• _What to do_: Each line of the records below that holds "older" should be returned.

• _Exercise data_:
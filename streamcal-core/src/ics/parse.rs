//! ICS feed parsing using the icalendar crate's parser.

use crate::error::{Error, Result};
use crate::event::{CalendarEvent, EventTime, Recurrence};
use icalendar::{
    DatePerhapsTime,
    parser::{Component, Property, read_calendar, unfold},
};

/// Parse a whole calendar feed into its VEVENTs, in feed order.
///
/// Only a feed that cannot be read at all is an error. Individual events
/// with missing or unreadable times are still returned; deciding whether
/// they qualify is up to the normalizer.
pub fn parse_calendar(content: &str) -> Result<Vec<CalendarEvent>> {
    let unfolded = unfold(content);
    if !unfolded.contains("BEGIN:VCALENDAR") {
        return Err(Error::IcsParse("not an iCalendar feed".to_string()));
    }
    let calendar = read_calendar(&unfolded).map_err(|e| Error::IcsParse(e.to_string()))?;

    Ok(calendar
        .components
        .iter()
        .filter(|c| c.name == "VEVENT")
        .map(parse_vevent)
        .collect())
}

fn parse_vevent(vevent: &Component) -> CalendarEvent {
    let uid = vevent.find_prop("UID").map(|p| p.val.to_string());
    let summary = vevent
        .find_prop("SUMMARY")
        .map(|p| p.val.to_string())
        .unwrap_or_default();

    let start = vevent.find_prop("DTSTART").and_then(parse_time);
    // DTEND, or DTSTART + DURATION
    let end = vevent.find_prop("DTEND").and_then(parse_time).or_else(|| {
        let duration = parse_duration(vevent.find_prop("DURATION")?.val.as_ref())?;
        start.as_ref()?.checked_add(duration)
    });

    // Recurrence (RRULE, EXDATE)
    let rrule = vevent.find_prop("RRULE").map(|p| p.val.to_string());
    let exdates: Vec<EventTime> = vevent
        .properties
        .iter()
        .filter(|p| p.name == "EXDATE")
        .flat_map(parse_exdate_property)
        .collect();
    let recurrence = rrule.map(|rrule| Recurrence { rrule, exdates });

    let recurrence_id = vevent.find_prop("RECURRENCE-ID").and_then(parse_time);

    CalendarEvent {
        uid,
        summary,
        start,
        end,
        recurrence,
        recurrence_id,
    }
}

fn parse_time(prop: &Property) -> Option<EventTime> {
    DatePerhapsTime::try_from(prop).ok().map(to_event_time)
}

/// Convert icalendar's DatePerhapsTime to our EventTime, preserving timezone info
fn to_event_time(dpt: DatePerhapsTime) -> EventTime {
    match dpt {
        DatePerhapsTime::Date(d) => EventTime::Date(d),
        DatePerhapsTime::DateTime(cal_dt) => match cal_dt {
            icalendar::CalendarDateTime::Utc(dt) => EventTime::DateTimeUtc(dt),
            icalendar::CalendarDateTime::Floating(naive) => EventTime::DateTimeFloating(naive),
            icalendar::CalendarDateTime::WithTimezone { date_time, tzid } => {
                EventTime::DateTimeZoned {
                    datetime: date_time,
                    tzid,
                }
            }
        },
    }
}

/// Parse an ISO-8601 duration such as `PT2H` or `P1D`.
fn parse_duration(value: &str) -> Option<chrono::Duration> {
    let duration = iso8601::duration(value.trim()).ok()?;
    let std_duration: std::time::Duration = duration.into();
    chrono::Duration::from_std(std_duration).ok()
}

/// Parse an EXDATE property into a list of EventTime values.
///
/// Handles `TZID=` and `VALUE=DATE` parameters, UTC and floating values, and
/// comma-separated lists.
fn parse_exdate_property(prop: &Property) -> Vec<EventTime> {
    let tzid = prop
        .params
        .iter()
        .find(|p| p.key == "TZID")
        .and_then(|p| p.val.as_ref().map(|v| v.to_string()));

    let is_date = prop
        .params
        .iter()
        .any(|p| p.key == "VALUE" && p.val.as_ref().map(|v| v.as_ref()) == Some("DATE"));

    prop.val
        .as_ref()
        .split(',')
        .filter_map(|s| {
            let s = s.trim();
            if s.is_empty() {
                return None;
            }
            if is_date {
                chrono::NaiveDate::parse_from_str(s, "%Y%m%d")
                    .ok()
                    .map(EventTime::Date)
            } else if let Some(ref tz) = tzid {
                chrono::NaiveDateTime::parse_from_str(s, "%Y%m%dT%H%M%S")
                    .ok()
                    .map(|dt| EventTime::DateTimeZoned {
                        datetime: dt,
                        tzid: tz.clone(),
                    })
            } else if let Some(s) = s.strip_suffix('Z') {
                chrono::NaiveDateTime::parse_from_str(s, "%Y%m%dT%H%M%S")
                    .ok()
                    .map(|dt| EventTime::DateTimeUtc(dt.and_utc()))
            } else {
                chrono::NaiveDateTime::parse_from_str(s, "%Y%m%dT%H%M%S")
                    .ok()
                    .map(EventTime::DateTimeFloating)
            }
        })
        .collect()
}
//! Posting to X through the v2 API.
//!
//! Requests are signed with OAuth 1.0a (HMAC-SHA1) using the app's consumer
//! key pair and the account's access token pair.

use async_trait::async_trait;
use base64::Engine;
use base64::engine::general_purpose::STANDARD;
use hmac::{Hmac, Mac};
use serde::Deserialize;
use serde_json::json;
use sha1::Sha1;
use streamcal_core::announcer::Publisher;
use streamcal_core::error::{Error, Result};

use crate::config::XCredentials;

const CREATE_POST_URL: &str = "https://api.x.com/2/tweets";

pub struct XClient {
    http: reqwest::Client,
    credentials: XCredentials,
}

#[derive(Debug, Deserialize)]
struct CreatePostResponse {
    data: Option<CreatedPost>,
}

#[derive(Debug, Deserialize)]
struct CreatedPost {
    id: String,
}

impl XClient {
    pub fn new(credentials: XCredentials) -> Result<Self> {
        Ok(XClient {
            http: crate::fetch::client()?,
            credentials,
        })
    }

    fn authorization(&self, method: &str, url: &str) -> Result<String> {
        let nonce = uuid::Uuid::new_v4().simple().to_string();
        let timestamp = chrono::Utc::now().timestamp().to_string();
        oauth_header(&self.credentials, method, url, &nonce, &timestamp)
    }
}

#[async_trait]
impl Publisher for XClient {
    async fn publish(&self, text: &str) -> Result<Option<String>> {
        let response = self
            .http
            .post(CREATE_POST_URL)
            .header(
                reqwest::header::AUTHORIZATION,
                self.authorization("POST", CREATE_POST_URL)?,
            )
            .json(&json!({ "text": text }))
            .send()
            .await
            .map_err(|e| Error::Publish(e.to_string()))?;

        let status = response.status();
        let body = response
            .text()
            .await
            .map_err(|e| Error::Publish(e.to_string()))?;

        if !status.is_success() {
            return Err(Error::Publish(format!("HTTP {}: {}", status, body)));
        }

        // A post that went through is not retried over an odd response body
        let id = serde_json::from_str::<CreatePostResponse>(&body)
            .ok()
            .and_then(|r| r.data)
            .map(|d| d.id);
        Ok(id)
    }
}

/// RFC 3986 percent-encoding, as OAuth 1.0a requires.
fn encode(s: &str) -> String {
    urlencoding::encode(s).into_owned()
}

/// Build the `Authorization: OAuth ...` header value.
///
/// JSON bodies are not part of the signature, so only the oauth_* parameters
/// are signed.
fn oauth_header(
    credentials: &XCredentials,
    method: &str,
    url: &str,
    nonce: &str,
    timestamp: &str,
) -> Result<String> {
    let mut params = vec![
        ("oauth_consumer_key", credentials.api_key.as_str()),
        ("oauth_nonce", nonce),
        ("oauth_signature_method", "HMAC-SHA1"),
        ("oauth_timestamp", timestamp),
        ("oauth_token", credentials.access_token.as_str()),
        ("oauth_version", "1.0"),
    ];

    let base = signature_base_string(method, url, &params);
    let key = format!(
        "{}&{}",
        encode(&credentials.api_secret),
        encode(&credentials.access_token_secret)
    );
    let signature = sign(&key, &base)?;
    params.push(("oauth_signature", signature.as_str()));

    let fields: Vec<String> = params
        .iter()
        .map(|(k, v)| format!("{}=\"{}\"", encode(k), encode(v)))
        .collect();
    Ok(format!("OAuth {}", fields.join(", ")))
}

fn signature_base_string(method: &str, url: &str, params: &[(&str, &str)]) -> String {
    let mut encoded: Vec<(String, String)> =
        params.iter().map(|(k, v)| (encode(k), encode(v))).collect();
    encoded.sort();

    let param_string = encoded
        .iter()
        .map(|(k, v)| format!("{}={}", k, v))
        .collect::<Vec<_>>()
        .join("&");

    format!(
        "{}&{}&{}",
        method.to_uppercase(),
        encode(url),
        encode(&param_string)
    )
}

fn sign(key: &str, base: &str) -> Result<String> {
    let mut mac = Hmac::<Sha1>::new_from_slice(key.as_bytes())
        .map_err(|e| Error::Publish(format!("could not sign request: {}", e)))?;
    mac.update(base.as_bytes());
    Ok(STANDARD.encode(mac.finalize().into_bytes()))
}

==

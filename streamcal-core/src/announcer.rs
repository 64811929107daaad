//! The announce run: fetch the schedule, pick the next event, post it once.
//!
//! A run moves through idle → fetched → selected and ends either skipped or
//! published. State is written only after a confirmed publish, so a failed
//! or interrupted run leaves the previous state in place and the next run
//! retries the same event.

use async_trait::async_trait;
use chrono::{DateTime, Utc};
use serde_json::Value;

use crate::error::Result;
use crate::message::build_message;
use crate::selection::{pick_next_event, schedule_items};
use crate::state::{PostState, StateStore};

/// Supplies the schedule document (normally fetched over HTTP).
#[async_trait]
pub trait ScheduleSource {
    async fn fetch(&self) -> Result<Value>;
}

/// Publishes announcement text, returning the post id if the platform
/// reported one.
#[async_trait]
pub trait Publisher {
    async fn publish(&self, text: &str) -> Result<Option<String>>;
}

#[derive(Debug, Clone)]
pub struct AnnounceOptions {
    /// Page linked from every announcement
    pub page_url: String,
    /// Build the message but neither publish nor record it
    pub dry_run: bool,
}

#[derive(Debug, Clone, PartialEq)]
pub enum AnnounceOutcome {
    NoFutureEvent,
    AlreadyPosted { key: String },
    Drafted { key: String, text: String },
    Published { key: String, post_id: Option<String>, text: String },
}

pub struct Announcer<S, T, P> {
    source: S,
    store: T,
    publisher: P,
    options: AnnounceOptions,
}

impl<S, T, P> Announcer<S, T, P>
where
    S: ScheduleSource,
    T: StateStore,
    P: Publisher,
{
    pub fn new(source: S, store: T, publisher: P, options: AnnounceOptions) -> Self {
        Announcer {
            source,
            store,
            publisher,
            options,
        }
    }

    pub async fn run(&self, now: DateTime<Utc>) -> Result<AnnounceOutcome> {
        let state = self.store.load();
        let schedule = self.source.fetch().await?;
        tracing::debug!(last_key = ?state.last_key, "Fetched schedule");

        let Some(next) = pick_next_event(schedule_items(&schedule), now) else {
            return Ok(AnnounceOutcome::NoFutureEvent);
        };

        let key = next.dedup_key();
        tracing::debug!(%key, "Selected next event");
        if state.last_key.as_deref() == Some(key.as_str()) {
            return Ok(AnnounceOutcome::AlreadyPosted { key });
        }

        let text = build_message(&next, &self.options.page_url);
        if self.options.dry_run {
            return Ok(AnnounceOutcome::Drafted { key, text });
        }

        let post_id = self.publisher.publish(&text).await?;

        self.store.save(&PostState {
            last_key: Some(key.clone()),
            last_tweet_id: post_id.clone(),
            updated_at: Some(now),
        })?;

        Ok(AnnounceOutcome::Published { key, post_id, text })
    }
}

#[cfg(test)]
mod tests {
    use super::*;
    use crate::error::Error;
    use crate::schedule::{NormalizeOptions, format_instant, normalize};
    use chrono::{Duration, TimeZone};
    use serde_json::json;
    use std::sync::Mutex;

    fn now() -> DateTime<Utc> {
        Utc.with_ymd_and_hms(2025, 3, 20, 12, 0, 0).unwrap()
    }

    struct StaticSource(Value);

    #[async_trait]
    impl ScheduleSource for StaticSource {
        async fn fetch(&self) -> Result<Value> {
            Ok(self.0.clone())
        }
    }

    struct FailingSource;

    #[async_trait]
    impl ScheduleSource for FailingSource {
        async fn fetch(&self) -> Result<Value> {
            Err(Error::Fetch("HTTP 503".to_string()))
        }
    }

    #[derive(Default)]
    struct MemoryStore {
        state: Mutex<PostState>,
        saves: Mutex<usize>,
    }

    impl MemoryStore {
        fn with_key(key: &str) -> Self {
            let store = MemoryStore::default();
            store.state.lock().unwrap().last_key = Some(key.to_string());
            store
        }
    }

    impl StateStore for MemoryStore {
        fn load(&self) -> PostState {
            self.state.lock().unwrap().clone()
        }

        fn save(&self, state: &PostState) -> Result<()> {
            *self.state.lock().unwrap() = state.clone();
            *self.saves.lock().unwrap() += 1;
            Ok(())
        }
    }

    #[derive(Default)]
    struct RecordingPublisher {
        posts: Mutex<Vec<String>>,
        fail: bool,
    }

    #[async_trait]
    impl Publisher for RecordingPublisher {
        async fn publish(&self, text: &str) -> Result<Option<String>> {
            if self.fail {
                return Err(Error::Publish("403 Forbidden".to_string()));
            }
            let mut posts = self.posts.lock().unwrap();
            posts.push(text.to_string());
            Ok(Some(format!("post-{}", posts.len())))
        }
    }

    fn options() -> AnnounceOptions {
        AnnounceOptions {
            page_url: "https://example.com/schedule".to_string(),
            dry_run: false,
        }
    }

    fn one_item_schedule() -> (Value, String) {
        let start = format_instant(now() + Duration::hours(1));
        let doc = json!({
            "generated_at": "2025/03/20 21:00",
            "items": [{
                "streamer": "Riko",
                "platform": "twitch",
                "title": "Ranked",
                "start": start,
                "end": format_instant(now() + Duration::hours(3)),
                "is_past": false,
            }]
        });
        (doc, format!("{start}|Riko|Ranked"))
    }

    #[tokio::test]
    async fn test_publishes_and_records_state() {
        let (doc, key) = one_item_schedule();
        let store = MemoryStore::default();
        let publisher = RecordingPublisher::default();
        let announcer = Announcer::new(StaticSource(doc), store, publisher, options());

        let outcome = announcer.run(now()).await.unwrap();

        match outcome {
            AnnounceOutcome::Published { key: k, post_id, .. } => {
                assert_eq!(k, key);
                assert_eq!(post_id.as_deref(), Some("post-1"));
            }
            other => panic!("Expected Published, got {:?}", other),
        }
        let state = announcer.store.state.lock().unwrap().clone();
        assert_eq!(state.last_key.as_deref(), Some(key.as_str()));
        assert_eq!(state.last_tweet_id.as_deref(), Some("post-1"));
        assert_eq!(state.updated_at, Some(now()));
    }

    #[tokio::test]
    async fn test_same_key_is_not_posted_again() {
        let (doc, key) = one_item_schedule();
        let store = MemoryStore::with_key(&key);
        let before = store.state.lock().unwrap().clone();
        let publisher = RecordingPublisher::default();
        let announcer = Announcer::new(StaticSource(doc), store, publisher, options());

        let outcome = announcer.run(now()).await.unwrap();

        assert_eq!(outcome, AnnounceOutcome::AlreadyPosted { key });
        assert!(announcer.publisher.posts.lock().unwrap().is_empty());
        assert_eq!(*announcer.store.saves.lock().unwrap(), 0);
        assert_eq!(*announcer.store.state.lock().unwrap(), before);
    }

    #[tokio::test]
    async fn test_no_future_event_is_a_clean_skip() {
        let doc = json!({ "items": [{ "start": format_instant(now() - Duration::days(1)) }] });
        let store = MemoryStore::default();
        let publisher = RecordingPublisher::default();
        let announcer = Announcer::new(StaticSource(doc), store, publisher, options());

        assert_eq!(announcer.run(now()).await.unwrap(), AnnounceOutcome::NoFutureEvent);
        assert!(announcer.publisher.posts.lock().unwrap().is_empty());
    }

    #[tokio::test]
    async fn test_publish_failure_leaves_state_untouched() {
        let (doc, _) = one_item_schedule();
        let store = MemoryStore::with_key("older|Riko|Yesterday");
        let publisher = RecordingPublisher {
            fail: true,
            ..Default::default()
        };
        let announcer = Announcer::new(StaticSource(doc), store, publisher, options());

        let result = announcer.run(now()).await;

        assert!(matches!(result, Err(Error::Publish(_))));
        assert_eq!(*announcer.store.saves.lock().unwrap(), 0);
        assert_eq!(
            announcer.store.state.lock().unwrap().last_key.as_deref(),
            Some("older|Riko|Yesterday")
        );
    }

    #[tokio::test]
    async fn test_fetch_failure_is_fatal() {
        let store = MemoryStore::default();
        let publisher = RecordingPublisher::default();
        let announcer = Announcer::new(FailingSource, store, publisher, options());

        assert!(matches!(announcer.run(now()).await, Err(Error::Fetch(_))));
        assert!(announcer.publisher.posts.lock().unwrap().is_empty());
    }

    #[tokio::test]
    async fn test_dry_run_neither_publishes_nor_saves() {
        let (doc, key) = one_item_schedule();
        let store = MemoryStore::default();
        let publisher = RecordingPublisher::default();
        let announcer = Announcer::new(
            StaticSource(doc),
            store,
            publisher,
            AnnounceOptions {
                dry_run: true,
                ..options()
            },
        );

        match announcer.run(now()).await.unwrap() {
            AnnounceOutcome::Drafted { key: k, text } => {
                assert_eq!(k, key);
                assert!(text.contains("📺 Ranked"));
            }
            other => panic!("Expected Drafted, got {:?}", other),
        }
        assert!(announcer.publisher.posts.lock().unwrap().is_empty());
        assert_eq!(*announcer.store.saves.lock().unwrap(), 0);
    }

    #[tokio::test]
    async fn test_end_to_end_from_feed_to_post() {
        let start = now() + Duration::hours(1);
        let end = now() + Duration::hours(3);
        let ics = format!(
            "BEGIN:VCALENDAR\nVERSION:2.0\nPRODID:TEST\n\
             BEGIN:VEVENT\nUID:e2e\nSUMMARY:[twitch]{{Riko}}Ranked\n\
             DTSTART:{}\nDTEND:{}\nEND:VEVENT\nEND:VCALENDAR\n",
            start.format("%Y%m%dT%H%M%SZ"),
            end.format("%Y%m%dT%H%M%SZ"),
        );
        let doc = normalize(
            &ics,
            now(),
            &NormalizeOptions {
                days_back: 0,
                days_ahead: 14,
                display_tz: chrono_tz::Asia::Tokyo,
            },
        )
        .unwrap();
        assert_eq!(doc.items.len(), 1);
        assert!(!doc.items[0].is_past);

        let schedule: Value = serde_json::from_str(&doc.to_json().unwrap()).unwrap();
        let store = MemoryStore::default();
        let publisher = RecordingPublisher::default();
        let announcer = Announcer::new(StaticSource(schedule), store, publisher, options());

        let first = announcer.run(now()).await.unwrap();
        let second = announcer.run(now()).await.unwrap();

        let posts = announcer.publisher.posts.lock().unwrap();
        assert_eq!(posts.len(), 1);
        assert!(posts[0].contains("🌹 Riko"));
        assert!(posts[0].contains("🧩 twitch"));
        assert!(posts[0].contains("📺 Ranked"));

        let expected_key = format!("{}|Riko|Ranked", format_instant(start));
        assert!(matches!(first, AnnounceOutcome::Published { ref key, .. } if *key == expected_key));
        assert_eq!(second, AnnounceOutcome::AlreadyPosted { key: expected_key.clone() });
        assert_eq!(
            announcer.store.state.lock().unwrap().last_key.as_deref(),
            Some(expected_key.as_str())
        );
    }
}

• _Result of this task_:
        let store = MemoryStore::with_key("older|Riko|Yesterday");
            Some("older|Riko|Yesterday")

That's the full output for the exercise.